-- Records supplied follows --

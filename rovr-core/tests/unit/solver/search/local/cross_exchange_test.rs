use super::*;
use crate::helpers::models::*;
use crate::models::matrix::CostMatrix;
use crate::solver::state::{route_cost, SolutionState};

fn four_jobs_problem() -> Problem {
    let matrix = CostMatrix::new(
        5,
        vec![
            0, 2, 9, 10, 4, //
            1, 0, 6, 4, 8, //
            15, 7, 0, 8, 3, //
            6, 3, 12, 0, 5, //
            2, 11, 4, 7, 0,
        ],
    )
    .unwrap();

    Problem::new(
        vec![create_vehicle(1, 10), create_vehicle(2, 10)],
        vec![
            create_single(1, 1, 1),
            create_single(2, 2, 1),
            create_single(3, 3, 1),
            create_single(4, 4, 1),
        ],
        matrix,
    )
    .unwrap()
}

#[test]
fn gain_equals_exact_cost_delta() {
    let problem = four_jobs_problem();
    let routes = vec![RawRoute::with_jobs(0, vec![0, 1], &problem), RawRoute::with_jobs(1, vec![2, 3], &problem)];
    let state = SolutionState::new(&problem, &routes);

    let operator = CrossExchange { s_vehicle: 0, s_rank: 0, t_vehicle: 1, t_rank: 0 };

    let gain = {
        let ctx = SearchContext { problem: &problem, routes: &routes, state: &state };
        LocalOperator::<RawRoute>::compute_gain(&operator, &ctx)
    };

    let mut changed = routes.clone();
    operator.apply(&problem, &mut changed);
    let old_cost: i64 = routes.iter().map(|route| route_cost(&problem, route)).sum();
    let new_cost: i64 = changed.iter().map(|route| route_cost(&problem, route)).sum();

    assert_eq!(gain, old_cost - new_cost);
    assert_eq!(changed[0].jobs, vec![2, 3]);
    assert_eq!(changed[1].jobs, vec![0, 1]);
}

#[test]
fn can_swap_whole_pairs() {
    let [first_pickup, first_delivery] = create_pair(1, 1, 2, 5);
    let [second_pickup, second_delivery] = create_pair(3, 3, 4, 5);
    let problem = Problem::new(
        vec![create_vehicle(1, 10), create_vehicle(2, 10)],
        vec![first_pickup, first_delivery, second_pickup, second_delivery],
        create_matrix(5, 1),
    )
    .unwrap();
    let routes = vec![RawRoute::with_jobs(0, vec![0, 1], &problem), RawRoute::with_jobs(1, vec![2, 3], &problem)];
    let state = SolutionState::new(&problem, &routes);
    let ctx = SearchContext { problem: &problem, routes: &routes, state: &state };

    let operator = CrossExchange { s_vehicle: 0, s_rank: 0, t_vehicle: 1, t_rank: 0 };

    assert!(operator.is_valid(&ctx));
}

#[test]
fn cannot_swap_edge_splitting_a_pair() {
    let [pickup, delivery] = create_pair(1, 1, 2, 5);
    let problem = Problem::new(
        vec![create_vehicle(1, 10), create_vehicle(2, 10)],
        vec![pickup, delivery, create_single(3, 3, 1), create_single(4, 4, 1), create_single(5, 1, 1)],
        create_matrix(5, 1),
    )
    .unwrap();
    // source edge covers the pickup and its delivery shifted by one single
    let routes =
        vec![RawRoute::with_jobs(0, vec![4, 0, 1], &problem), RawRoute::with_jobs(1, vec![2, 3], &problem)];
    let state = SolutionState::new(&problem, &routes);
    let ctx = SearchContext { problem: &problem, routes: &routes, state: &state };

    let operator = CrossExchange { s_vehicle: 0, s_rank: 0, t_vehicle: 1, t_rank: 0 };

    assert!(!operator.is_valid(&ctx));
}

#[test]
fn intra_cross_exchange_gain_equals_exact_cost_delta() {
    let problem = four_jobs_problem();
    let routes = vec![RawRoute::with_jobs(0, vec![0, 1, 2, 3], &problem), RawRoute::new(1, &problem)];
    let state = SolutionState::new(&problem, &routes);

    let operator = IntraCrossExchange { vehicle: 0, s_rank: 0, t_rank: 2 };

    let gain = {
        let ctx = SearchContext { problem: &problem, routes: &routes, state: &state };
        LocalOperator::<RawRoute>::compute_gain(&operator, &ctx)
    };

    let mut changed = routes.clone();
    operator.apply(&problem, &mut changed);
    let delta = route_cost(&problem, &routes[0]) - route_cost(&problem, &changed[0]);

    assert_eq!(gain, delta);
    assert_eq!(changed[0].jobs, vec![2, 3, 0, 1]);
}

-- Records supplied concluded --

## What you have to do
Retype all the data. Nothing may be left out or altered.

## Result of the exercise
filename rovr-core/tests/unit/solver/search/local/cross_exchange_test.rs
use super::*;
use crate::helpers::models::*;
use crate::models::matrix::CostMatrix;
use crate::solver::state::{route_cost, SolutionState};

fn four_jobs_problem() -> Problem {
    let matrix = CostMatrix::new(
        5,
        vec![
            0, 2, 9, 10, 4, //
            1, 0, 6, 4, 8, //
            15, 7, 0, 8, 3, //
            6, 3, 12, 0, 5, //
            2, 11, 4, 7, 0,
        ],
    )
    .unwrap();

    Problem::new(
        vec![create_vehicle(1, 10), create_vehicle(2, 10)],
        vec![
            create_single(1, 1, 1),
            create_single(2, 2, 1),
            create_single(3, 3, 1),
            create_single(4, 4, 1),
        ],
        matrix,
    )
    .unwrap()
}

#[test]
fn gain_equals_exact_cost_delta() {
    let problem = four_jobs_problem();
    let routes = vec![RawRoute::with_jobs(0, vec![0, 1], &problem), RawRoute::with_jobs(1, vec![2, 3], &problem)];
    let state = SolutionState::new(&problem, &routes);

    let operator = CrossExchange { s_vehicle: 0, s_rank: 0, t_vehicle: 1, t_rank: 0 };

    let gain = {
        let ctx = SearchContext { problem: &problem, routes: &routes, state: &state };
        LocalOperator::<RawRoute>::compute_gain(&operator, &ctx)
    };

    let mut changed = routes.clone();
    operator.apply(&problem, &mut changed);
    let old_cost: i64 = routes.iter().map(|route| route_cost(&problem, route)).sum();
    let new_cost: i64 = changed.iter().map(|route| route_cost(&problem, route)).sum();

    assert_eq!(gain, old_cost - new_cost);
    assert_eq!(changed[0].jobs, vec![2, 3]);
    assert_eq!(changed[1].jobs, vec![0, 1]);
}

#[test]
fn can_swap_whole_pairs() {
    let [first_pickup, first_delivery] = create_pair(1, 1, 2, 5);
    let [second_pickup, second_delivery] = create_pair(3, 3, 4, 5);
    let problem = Problem::new(
        vec![create_vehicle(1, 10), create_vehicle(2, 10)],
        vec![first_pickup, first_delivery, second_pickup, second_delivery],
        create_matrix(5, 1),
    )
    .unwrap();
    let routes = vec![RawRoute::with_jobs(0, vec![0, 1], &problem), RawRoute::with_jobs(1, vec![2, 3], &problem)];
    let state = SolutionState::new(&problem, &routes);
    let ctx = SearchContext { problem: &problem, routes: &routes, state: &state };

    let operator = CrossExchange { s_vehicle: 0, s_rank: 0, t_vehicle: 1, t_rank: 0 };

    assert!(operator.is_valid(&ctx));
}

#[test]
fn cannot_swap_edge_splitting_a_pair() {
    let [pickup, delivery] = create_pair(1, 1, 2, 5);
    let problem = Problem::new(
        vec![create_vehicle(1, 10), create_vehicle(2, 10)],
        vec![pickup, delivery, create_single(3, 3, 1), create_single(4, 4, 1), create_single(5, 1, 1)],
        create_matrix(5, 1),
    )
    .unwrap();
    // source edge covers the pickup and its delivery shifted by one single
    let routes =
        vec![RawRoute::with_jobs(0, vec![4, 0, 1], &problem), RawRoute::with_jobs(1, vec![2, 3], &problem)];
    let state = SolutionState::new(&problem, &routes);
    let ctx = SearchContext { problem: &problem, routes: &routes, state: &state };

    let operator = CrossExchange { s_vehicle: 0, s_rank: 0, t_vehicle: 1, t_rank: 0 };

    assert!(!operator.is_valid(&ctx));
}

#[test]
fn intra_cross_exchange_gain_equals_exact_cost_delta() {
    let problem = four_jobs_problem();
    let routes = vec![RawRoute::with_jobs(0, vec![0, 1, 2, 3], &problem), RawRoute::new(1, &problem)];
    let state = SolutionState::new(&problem, &routes);

    let operator = IntraCrossExchange { vehicle: 0, s_rank: 0, t_rank: 2 };

    let gain = {
        let ctx = SearchContext { problem: &problem, routes: &routes, state: &state };
        LocalOperator::<RawRoute>::compute_gain(&operator, &ctx)
    };

    let mut changed = routes.clone();
    operator.apply(&problem, &mut changed);
    let delta = route_cost(&problem, &routes[0]) - route_cost(&problem, &changed[0]);

    assert_eq!(gain, delta);
    assert_eq!(changed[0].jobs, vec![2, 3, 0, 1]);
}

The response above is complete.